The predictive power of machine learning models often exceeds that of mechanistic modeling approaches. However, the interpretability of purely data-driven models, without any mechanistic basis is often complicated, and predictive power by itself can be a poor metric by which we might want to judge different methods. In this work, we focus on the relatively new modeling techniques of neural ordinary differential equations. We discuss how they relate to machine learning and mechanistic models, with the potential to narrow the gulf between these two frameworks: they constitute a class of hybrid model that integrates ideas from data-driven and dynamical systems approaches.
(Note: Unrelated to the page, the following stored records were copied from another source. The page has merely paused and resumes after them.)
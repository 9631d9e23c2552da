//! 確信度ティア
//!
//! 数値の確信度を表示用の4段階に分類する。永続化はせず、表示のたびに再計算する。
//! 主結果と各候補に同じ閾値を個別に適用する。

use serde::Serialize;
use std::fmt;

/// 閾値（上から順に評価、最初に一致したもの）
pub const EXCELLENT_THRESHOLD: f64 = 90.0;
pub const HIGH_THRESHOLD: f64 = 75.0;
pub const MEDIUM_THRESHOLD: f64 = 50.0;

/// 確信度ティア
#[derive(Debug, Clone, Copy, PartialEq, Eq, Hash, Serialize)]
#[serde(rename_all = "camelCase")]
pub enum ConfidenceTier {
    Excellent,
    High,
    Medium,
    Low,
}

/// ステータスアイコン
#[derive(Debug, Clone, Copy, PartialEq, Eq, Serialize)]
#[serde(rename_all = "kebab-case")]
pub enum StatusIcon {
    CheckCircle,
    AlertCircle,
}

impl StatusIcon {
    /// 端末表示用の記号
    pub fn symbol(&self) -> &'static str {
        match self {
            StatusIcon::CheckCircle => "✔",
            StatusIcon::AlertCircle => "⚠",
        }
    }
}

impl ConfidenceTier {
    /// 確信度（0–100）からティアを求める
    ///
    /// NaNや負数は Low。
    pub fn classify(confidence: f64) -> Self {
        if confidence >= EXCELLENT_THRESHOLD {
            ConfidenceTier::Excellent
        } else if confidence >= HIGH_THRESHOLD {
            ConfidenceTier::High
        } else if confidence >= MEDIUM_THRESHOLD {
            ConfidenceTier::Medium
        } else {
            ConfidenceTier::Low
        }
    }

    pub fn label(&self) -> &'static str {
        match self {
            ConfidenceTier::Excellent => "Excellent Match",
            ConfidenceTier::High => "High Confidence",
            ConfidenceTier::Medium => "Medium Confidence",
            ConfidenceTier::Low => "Low Confidence",
        }
    }

    pub fn message(&self) -> &'static str {
        match self {
            ConfidenceTier::Excellent => "AI is extremely confident in this result",
            ConfidenceTier::High => "AI is highly confident in this result",
            ConfidenceTier::Medium => "Medium confidence, check the visual details",
            ConfidenceTier::Low => "Low confidence, results may be inaccurate",
        }
    }

    /// 数値・見出し用の強調色
    pub fn emphasis_color(&self) -> &'static str {
        match self {
            ConfidenceTier::Excellent => "text-green-400",
            ConfidenceTier::High => "text-emerald-400",
            ConfidenceTier::Medium => "text-yellow-400",
            ConfidenceTier::Low => "text-red-400",
        }
    }

    /// バー・ステータス背景色
    pub fn status_color(&self) -> &'static str {
        match self {
            ConfidenceTier::Excellent => "bg-green-400",
            ConfidenceTier::High => "bg-emerald-400",
            ConfidenceTier::Medium => "bg-yellow-400",
            ConfidenceTier::Low => "bg-red-400",
        }
    }

    pub fn status_icon(&self) -> StatusIcon {
        match self {
            ConfidenceTier::Excellent | ConfidenceTier::High => StatusIcon::CheckCircle,
            ConfidenceTier::Medium | ConfidenceTier::Low => StatusIcon::AlertCircle,
        }
    }

    /// 表示用の値一式
    pub fn display(&self) -> TierDisplay {
        TierDisplay {
            tier: *self,
            label: self.label(),
            message: self.message(),
            emphasis_color: self.emphasis_color(),
            status_color: self.status_color(),
            status_icon: self.status_icon(),
        }
    }
}

impl fmt::Display for ConfidenceTier {
    fn fmt(&self, f: &mut fmt::Formatter<'_>) -> fmt::Result {
        f.write_str(self.label())
    }
}

/// 表示層へ渡すティア情報
#[derive(Debug, Clone, Copy, PartialEq, Eq, Serialize)]
#[serde(rename_all = "camelCase")]
pub struct TierDisplay {
    pub tier: ConfidenceTier,
    pub label: &'static str,
    pub message: &'static str,
    pub emphasis_color: &'static str,
    pub status_color: &'static str,
    pub status_icon: StatusIcon,
}

/// `ConfidenceTier::classify` の関数形
pub fn classify(confidence: f64) -> ConfidenceTier {
    ConfidenceTier::classify(confidence)
}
Training neural ODEs as representations of dynamical systems data has its own specific demands, and we here propose a collocation scheme as a fast and efficient training strategy. This alleviates the need for costly ODE solvers. We illustrate the advantages that collocation approaches offer, as well as their robustness to qualitative features of a dynamical system, and the quantity and quality of observational data. We focus on systems that exemplify some of the hallmarks of complex dynamical systems encountered in systems biology, and we map out how these methods can be used in the analysis of mathematical models of cellular and physiological processes.

基于配置的神经常微分方程训练。
机器学习模型的预测能力往往超过机械建模方法。然而,没有任何机制基础的纯数据驱动模型的可解释性通常是复杂的,并且预测能力本身可能是一个糟糕的度量标准,我们可能希望通过它来判断不同的方法。在这项工作中,我们专注于相对较新的神经常微分方程建模技术。我们将讨论它们如何与机器学习和机械模型相关联,并有可能缩小这两个框架之间的鸿沟:它们构成了一类混合模型,集成了数据驱动和动态系统方法的思想。训练神经ode作为动态系统数据的表示有其特定的要求,本文提出了一种快速有效的训练策略。这减少了对昂贵的ODE求解器的需求。我们说明了搭配方法提供的优势,以及它们对动力系统定性特征的鲁棒性,以及观测数据的数量和质量。我们专注于系统生物学中遇到的复杂动力系统的一些典型特征的系统,并且我们绘制了如何将这些方法用于细胞和生理过程的数学模型分析。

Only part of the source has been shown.